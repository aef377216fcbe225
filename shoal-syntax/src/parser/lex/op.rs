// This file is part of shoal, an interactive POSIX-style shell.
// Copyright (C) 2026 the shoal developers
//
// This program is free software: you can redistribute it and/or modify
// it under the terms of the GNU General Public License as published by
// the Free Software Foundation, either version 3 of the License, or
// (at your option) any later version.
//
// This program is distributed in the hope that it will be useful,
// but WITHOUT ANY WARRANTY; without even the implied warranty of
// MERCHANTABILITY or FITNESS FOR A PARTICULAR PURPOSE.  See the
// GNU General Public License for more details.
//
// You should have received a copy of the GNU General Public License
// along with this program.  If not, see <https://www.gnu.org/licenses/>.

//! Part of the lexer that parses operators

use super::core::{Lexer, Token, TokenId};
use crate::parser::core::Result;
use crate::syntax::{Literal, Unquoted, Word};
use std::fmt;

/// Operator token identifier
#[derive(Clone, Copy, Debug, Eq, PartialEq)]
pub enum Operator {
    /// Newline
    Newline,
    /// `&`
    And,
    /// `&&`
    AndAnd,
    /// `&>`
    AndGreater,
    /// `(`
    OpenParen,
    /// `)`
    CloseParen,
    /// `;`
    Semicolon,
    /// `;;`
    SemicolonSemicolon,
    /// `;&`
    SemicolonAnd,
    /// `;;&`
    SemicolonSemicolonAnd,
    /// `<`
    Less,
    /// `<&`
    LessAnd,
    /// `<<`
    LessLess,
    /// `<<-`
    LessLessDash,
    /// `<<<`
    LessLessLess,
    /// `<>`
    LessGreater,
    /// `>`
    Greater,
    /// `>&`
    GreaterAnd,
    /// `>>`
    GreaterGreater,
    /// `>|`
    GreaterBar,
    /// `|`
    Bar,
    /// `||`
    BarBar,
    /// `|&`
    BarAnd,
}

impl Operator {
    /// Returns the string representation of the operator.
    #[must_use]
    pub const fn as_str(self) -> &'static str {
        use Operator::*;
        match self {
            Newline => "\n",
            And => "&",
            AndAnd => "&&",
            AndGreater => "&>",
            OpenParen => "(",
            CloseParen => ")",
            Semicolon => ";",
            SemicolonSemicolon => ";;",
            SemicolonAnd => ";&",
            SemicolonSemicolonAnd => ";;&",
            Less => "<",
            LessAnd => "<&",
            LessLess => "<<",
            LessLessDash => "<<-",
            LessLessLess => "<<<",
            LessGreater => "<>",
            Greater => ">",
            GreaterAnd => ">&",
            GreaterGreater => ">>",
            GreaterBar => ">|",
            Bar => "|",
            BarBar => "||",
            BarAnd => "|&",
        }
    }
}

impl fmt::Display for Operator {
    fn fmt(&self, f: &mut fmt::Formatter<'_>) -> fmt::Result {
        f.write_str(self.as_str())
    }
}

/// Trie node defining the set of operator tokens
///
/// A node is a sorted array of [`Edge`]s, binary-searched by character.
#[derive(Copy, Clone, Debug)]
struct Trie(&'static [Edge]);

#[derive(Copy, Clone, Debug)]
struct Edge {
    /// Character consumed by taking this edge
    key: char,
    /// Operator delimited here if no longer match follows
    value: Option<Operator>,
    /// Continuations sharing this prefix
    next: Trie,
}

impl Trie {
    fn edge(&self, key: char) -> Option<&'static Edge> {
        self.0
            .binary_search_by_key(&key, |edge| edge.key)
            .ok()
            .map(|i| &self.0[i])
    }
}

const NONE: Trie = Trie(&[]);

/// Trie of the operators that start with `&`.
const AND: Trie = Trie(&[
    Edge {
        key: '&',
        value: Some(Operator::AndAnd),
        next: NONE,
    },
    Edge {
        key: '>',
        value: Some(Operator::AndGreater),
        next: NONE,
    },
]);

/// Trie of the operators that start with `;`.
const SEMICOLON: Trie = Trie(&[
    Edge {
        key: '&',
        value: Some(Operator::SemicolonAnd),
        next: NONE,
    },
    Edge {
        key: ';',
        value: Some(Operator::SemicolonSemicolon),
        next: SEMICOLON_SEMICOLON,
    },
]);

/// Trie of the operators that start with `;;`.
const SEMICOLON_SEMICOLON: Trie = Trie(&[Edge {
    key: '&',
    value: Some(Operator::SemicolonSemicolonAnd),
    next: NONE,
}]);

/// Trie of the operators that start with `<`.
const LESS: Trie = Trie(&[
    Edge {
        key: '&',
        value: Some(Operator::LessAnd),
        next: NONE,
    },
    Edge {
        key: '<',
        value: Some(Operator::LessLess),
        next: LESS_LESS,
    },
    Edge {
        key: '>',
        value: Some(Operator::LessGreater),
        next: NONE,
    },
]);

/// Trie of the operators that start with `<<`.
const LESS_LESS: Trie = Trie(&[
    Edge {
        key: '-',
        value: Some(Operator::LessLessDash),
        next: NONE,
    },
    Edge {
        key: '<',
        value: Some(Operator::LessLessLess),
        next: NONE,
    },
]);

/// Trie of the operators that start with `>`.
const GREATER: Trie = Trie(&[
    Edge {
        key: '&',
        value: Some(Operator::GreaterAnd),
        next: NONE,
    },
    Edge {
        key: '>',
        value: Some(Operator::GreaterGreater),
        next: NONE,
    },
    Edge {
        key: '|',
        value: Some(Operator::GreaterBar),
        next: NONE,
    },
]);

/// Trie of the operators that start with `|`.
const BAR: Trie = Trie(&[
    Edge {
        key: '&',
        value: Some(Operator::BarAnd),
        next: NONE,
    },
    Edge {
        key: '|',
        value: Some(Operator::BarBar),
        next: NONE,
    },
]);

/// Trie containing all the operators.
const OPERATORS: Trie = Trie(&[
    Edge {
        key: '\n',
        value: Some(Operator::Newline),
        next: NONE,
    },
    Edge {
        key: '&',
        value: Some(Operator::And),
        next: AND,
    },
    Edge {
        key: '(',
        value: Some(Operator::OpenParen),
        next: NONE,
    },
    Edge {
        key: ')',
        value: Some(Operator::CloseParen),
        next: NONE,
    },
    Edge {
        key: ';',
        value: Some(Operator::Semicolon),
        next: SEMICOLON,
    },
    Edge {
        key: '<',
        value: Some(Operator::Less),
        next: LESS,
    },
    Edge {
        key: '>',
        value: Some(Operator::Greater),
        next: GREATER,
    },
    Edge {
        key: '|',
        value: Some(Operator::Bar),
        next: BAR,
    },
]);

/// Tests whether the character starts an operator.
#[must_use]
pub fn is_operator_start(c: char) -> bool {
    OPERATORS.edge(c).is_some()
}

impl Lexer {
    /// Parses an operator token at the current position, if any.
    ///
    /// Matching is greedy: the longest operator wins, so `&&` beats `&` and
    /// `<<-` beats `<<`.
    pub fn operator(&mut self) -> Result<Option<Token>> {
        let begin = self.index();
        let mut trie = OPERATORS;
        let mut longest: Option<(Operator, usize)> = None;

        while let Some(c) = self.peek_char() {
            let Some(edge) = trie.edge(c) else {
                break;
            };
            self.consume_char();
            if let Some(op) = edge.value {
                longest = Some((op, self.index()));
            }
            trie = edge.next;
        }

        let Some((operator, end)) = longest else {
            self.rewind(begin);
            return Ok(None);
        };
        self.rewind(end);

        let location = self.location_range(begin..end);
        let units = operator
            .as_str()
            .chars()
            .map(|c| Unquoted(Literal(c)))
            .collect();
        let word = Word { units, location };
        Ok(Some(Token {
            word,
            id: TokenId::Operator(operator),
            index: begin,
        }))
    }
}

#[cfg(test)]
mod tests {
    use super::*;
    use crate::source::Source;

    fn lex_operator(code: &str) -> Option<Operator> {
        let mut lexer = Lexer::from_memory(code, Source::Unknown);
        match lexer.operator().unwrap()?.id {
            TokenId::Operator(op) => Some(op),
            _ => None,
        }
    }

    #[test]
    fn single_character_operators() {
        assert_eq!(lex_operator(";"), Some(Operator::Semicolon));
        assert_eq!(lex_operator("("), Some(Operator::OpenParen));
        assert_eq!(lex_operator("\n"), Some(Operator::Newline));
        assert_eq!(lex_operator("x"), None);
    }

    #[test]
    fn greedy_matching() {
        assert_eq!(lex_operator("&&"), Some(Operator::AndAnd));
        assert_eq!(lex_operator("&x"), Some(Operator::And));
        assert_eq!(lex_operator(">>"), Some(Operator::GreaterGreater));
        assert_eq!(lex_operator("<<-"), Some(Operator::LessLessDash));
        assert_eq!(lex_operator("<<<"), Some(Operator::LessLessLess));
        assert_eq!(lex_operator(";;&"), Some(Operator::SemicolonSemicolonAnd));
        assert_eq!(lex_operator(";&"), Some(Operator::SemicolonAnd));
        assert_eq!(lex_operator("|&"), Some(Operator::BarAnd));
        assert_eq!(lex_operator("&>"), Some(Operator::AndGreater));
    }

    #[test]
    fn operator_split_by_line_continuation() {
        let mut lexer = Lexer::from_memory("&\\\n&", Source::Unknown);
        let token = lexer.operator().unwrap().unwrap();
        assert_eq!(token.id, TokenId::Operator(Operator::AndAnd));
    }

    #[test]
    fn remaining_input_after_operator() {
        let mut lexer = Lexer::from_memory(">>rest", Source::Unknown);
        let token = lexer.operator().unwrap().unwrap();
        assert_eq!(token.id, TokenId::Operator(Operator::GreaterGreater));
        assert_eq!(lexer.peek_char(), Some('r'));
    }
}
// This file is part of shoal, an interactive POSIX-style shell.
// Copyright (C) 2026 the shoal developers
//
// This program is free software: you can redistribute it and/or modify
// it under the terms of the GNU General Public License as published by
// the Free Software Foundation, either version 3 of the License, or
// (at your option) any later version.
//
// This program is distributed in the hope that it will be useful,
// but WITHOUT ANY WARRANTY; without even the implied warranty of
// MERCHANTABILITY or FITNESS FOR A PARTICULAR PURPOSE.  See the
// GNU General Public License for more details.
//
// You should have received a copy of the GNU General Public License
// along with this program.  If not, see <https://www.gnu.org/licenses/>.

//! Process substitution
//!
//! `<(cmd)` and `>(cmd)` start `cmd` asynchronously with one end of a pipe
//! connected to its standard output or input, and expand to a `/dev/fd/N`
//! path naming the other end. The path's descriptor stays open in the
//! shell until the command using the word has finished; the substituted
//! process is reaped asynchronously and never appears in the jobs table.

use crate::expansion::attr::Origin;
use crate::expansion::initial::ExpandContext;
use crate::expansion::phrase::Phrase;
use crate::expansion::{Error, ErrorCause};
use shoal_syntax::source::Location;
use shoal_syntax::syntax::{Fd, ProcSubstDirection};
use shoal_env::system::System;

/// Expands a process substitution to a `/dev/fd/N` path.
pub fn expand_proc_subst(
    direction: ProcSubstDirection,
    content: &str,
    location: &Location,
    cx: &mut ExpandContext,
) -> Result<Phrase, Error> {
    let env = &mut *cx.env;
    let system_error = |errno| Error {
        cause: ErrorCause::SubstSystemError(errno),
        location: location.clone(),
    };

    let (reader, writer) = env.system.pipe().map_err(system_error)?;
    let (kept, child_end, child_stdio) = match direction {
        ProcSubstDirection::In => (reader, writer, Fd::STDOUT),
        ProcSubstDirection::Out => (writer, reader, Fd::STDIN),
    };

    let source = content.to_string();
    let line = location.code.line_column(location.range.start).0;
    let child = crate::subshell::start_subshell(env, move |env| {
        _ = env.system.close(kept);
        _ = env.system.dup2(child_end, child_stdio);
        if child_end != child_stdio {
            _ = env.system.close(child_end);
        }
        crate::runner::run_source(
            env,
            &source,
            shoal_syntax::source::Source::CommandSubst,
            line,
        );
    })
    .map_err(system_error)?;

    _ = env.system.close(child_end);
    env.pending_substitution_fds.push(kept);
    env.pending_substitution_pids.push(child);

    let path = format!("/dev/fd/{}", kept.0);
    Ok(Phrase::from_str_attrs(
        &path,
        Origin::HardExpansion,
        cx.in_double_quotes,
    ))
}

━━━━━━━━━━━━━━━━━━━━

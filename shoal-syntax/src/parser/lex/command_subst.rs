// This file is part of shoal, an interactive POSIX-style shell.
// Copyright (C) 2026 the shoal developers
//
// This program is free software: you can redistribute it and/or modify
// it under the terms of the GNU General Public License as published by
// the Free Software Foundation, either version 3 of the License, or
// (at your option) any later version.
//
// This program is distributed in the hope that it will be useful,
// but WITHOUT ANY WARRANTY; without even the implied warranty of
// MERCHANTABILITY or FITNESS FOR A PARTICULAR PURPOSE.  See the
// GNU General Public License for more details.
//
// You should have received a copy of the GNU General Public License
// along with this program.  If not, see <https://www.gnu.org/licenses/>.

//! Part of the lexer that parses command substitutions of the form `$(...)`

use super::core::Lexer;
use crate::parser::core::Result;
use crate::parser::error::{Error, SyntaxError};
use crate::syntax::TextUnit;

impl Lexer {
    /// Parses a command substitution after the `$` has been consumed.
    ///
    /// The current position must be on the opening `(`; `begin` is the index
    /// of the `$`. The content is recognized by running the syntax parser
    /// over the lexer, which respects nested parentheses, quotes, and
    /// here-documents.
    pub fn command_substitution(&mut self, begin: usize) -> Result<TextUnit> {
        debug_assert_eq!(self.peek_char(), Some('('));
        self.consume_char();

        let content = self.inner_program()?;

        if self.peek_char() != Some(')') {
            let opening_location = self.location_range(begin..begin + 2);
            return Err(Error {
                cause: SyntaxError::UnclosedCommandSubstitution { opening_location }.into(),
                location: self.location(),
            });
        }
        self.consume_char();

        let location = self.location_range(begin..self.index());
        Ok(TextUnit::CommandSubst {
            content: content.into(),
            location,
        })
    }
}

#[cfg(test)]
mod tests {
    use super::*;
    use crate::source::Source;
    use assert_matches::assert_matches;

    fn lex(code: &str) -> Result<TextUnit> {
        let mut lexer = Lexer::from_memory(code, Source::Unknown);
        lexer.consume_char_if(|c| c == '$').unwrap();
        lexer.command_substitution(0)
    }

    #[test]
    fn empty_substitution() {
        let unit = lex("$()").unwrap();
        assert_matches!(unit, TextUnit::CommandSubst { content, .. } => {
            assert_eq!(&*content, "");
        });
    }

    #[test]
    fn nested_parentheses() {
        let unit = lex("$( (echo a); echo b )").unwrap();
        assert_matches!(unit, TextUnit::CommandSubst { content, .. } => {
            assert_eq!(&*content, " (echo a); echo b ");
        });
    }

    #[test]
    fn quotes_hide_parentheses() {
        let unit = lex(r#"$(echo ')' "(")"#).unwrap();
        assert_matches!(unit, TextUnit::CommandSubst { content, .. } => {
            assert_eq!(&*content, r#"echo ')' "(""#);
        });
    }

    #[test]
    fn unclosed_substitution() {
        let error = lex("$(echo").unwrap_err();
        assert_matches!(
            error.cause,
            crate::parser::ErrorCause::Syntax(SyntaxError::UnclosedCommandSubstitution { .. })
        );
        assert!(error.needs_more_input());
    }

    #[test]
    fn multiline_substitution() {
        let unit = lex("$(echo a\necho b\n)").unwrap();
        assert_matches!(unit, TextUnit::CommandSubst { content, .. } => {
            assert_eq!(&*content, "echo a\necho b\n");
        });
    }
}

━━━━━━━━━━━━━━━━━━━━

Assigned task >> Check each line above for the word "Result", and copy the lines where it appears.

Solution for this task >>
use crate::parser::core::Result;
    fn fmt(&self, f: &mut fmt::Formatter<'_>) -> fmt::Result {
    pub fn operator(&mut self) -> Result<Option<Token>> {
) -> Result<Phrase, Error> {
use crate::parser::core::Result;
    pub fn command_substitution(&mut self, begin: usize) -> Result<TextUnit> {
    fn lex(code: &str) -> Result<TextUnit> {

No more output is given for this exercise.